Assignment: Word for word, transcribe all of the records.

Provided entries:

● ● ● ●

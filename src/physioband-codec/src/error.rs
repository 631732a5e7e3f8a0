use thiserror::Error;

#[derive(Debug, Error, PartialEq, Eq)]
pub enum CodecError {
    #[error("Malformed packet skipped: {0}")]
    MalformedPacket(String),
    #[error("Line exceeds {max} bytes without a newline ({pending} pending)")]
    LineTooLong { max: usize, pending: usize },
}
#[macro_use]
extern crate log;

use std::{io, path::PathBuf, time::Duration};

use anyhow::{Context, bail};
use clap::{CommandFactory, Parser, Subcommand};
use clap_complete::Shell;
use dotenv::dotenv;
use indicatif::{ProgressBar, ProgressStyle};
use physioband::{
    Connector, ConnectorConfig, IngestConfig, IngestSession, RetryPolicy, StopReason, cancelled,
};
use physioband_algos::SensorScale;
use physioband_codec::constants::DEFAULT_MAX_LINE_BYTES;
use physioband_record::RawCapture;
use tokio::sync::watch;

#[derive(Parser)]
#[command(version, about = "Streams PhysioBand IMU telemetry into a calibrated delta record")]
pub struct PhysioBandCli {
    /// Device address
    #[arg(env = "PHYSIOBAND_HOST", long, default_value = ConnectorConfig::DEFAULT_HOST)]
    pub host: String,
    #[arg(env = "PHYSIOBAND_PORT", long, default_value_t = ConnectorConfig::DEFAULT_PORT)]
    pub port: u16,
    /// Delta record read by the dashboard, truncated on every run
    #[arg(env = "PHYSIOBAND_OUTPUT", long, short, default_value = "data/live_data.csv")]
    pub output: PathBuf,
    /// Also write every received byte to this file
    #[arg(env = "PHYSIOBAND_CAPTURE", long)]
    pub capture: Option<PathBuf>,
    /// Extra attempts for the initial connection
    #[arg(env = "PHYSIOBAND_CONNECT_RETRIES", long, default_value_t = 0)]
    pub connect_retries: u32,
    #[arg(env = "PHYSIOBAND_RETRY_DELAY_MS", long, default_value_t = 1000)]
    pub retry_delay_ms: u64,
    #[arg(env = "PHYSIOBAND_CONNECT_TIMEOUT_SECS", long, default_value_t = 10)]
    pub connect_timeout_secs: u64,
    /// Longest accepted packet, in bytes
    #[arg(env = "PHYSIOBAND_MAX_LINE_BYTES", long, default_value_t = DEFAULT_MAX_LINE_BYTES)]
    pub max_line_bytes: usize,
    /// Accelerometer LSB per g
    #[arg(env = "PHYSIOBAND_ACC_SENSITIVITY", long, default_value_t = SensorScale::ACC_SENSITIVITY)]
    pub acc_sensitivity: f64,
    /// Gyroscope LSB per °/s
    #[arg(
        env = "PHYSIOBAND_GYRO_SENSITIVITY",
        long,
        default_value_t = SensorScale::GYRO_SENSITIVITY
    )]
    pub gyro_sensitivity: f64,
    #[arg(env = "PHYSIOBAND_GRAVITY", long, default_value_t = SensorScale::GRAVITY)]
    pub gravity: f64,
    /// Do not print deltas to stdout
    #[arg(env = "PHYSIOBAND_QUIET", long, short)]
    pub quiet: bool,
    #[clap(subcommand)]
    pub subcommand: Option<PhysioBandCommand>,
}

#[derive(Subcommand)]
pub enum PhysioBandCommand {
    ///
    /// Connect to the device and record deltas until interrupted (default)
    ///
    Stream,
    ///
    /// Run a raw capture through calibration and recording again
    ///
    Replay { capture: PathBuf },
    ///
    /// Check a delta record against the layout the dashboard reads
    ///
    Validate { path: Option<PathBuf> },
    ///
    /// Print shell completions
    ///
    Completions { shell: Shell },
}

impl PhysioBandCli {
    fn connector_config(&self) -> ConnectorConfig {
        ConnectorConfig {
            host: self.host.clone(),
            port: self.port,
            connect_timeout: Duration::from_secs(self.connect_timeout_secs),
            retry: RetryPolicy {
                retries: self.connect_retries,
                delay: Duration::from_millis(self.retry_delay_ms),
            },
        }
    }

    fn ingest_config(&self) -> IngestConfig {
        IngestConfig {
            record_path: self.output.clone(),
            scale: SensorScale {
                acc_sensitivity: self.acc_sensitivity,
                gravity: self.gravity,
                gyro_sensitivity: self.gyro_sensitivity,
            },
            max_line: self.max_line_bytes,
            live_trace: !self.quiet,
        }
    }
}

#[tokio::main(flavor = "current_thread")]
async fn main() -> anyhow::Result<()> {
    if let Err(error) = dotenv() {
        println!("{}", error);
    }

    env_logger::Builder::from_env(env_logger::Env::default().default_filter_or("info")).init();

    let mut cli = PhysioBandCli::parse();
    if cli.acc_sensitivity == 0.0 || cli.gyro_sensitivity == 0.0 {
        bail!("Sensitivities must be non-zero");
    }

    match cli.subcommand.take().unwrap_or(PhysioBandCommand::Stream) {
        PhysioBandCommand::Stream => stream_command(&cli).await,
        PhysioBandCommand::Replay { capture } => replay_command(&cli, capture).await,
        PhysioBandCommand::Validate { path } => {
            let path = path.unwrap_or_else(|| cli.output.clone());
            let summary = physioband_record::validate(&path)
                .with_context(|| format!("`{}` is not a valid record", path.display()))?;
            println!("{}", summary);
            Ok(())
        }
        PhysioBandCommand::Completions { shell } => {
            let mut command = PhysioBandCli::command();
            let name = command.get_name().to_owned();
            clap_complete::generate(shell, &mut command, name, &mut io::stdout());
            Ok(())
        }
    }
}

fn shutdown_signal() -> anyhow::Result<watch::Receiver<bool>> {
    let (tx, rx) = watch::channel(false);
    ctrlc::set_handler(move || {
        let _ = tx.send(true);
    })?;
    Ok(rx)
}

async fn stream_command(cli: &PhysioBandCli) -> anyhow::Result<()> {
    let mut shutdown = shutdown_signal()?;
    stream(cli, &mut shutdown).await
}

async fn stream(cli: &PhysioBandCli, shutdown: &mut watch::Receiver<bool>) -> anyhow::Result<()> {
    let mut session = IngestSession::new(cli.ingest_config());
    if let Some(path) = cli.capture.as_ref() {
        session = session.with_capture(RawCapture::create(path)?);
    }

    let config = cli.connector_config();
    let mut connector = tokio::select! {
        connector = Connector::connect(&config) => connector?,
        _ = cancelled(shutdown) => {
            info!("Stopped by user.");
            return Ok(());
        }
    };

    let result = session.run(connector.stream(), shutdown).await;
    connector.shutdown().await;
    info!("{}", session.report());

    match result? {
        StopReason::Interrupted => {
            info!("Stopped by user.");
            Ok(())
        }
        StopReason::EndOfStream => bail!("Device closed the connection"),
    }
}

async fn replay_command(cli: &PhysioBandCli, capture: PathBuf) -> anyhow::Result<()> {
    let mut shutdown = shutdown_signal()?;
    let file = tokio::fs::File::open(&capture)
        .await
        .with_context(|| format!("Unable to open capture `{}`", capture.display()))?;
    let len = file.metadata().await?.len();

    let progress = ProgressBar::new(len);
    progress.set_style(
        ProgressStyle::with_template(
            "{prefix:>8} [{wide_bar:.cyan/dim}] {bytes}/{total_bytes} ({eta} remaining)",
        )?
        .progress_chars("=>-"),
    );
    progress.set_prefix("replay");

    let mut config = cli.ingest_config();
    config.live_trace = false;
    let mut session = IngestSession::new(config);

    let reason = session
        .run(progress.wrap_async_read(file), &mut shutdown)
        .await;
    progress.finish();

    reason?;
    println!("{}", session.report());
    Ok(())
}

● ● ● ●

Written reply:
filename src/physioband-codec/src/error.rs
repository 631732a5e7e3f8a0
use thiserror::Error;

#[derive(Debug, Error, PartialEq, Eq)]
pub enum CodecError {
    #[error("Malformed packet skipped: {0}")]
    MalformedPacket(String),
    #[error("Line exceeds {max} bytes without a newline ({pending} pending)")]
    LineTooLong { max: usize, pending: usize },
}
#[macro_use]
extern crate log;

use std::{io, path::PathBuf, time::Duration};

use anyhow::{Context, bail};
use clap::{CommandFactory, Parser, Subcommand};
use clap_complete::Shell;
use dotenv::dotenv;
use indicatif::{ProgressBar, ProgressStyle};
use physioband::{
    Connector, ConnectorConfig, IngestConfig, IngestSession, RetryPolicy, StopReason, cancelled,
};
use physioband_algos::SensorScale;
use physioband_codec::constants::DEFAULT_MAX_LINE_BYTES;
use physioband_record::RawCapture;
use tokio::sync::watch;

#[derive(Parser)]
#[command(version, about = "Streams PhysioBand IMU telemetry into a calibrated delta record")]
pub struct PhysioBandCli {
    /// Device address
    #[arg(env = "PHYSIOBAND_HOST", long, default_value = ConnectorConfig::DEFAULT_HOST)]
    pub host: String,
    #[arg(env = "PHYSIOBAND_PORT", long, default_value_t = ConnectorConfig::DEFAULT_PORT)]
    pub port: u16,
    /// Delta record read by the dashboard, truncated on every run
    #[arg(env = "PHYSIOBAND_OUTPUT", long, short, default_value = "data/live_data.csv")]
    pub output: PathBuf,
    /// Also write every received byte to this file
    #[arg(env = "PHYSIOBAND_CAPTURE", long)]
    pub capture: Option<PathBuf>,
    /// Extra attempts for the initial connection
    #[arg(env = "PHYSIOBAND_CONNECT_RETRIES", long, default_value_t = 0)]
    pub connect_retries: u32,
    #[arg(env = "PHYSIOBAND_RETRY_DELAY_MS", long, default_value_t = 1000)]
    pub retry_delay_ms: u64,
    #[arg(env = "PHYSIOBAND_CONNECT_TIMEOUT_SECS", long, default_value_t = 10)]
    pub connect_timeout_secs: u64,
    /// Longest accepted packet, in bytes
    #[arg(env = "PHYSIOBAND_MAX_LINE_BYTES", long, default_value_t = DEFAULT_MAX_LINE_BYTES)]
    pub max_line_bytes: usize,
    /// Accelerometer LSB per g
    #[arg(env = "PHYSIOBAND_ACC_SENSITIVITY", long, default_value_t = SensorScale::ACC_SENSITIVITY)]
    pub acc_sensitivity: f64,
    /// Gyroscope LSB per °/s
    #[arg(
        env = "PHYSIOBAND_GYRO_SENSITIVITY",
        long,
        default_value_t = SensorScale::GYRO_SENSITIVITY
    )]
    pub gyro_sensitivity: f64,
    #[arg(env = "PHYSIOBAND_GRAVITY", long, default_value_t = SensorScale::GRAVITY)]
    pub gravity: f64,
    /// Do not print deltas to stdout
    #[arg(env = "PHYSIOBAND_QUIET", long, short)]
    pub quiet: bool,
    #[clap(subcommand)]
    pub subcommand: Option<PhysioBandCommand>,
}

#[derive(Subcommand)]
pub enum PhysioBandCommand {
    ///
    /// Connect to the device and record deltas until interrupted (default)
    ///
    Stream,
    ///
    /// Run a raw capture through calibration and recording again
    ///
    Replay { capture: PathBuf },
    ///
    /// Check a delta record against the layout the dashboard reads
    ///
    Validate { path: Option<PathBuf> },
    ///
    /// Print shell completions
    ///
    Completions { shell: Shell },
}

impl PhysioBandCli {
    fn connector_config(&self) -> ConnectorConfig {
        ConnectorConfig {
            host: self.host.clone(),
            port: self.port,
            connect_timeout: Duration::from_secs(self.connect_timeout_secs),
            retry: RetryPolicy {
                retries: self.connect_retries,
                delay: Duration::from_millis(self.retry_delay_ms),
            },
        }
    }

    fn ingest_config(&self) -> IngestConfig {
        IngestConfig {
            record_path: self.output.clone(),
            scale: SensorScale {
                acc_sensitivity: self.acc_sensitivity,
                gravity: self.gravity,
                gyro_sensitivity: self.gyro_sensitivity,
            },
            max_line: self.max_line_bytes,
            live_trace: !self.quiet,
        }
    }
}

#[tokio::main(flavor = "current_thread")]
async fn main() -> anyhow::Result<()> {
    if let Err(error) = dotenv() {
        println!("{}", error);
    }

    env_logger::Builder::from_env(env_logger::Env::default().default_filter_or("info")).init();

    let mut cli = PhysioBandCli::parse();
    if cli.acc_sensitivity == 0.0 || cli.gyro_sensitivity == 0.0 {
        bail!("Sensitivities must be non-zero");
    }

    match cli.subcommand.take().unwrap_or(PhysioBandCommand::Stream) {
        PhysioBandCommand::Stream => stream_command(&cli).await,
        PhysioBandCommand::Replay { capture } => replay_command(&cli, capture).await,
        PhysioBandCommand::Validate { path } => {
            let path = path.unwrap_or_else(|| cli.output.clone());
            let summary = physioband_record::validate(&path)
                .with_context(|| format!("`{}` is not a valid record", path.display()))?;
            println!("{}", summary);
            Ok(())
        }
        PhysioBandCommand::Completions { shell } => {
            let mut command = PhysioBandCli::command();
            let name = command.get_name().to_owned();
            clap_complete::generate(shell, &mut command, name, &mut io::stdout());
            Ok(())
        }
    }
}

fn shutdown_signal() -> anyhow::Result<watch::Receiver<bool>> {
    let (tx, rx) = watch::channel(false);
    ctrlc::set_handler(move || {
        let _ = tx.send(true);
    })?;
    Ok(rx)
}

async fn stream_command(cli: &PhysioBandCli) -> anyhow::Result<()> {
    let mut shutdown = shutdown_signal()?;
    stream(cli, &mut shutdown).await
}

async fn stream(cli: &PhysioBandCli, shutdown: &mut watch::Receiver<bool>) -> anyhow::Result<()> {
    let mut session = IngestSession::new(cli.ingest_config());
    if let Some(path) = cli.capture.as_ref() {
        session = session.with_capture(RawCapture::create(path)?);
    }

    let config = cli.connector_config();
    let mut connector = tokio::select! {
        connector = Connector::connect(&config) => connector?,
        _ = cancelled(shutdown) => {
            info!("Stopped by user.");
            return Ok(());
        }
    };

    let result = session.run(connector.stream(), shutdown).await;
    connector.shutdown().await;
    info!("{}", session.report());

    match result? {
        StopReason::Interrupted => {
            info!("Stopped by user.");
            Ok(())
        }
        StopReason::EndOfStream => bail!("Device closed the connection"),
    }
}

async fn replay_command(cli: &PhysioBandCli, capture: PathBuf) -> anyhow::Result<()> {
    let mut shutdown = shutdown_signal()?;
    let file = tokio::fs::File::open(&capture)
        .await
        .with_context(|| format!("Unable to open capture `{}`", capture.display()))?;
    let len = file.metadata().await?.len();

    let progress = ProgressBar::new(len);
    progress.set_style(
        ProgressStyle::with_template(
            "{prefix:>8} [{wide_bar:.cyan/dim}] {bytes}/{total_bytes} ({eta} remaining)",
        )?
        .progress_chars("=>-"),
    );
    progress.set_prefix("replay");

    let mut config = cli.ingest_config();
    config.live_trace = false;
    let mut session = IngestSession::new(config);

    let reason = session
        .run(progress.wrap_async_read(file), &mut shutdown)
        .await;
    progress.finish();

    reason?;
    println!("{}", session.report());
    Ok(())
}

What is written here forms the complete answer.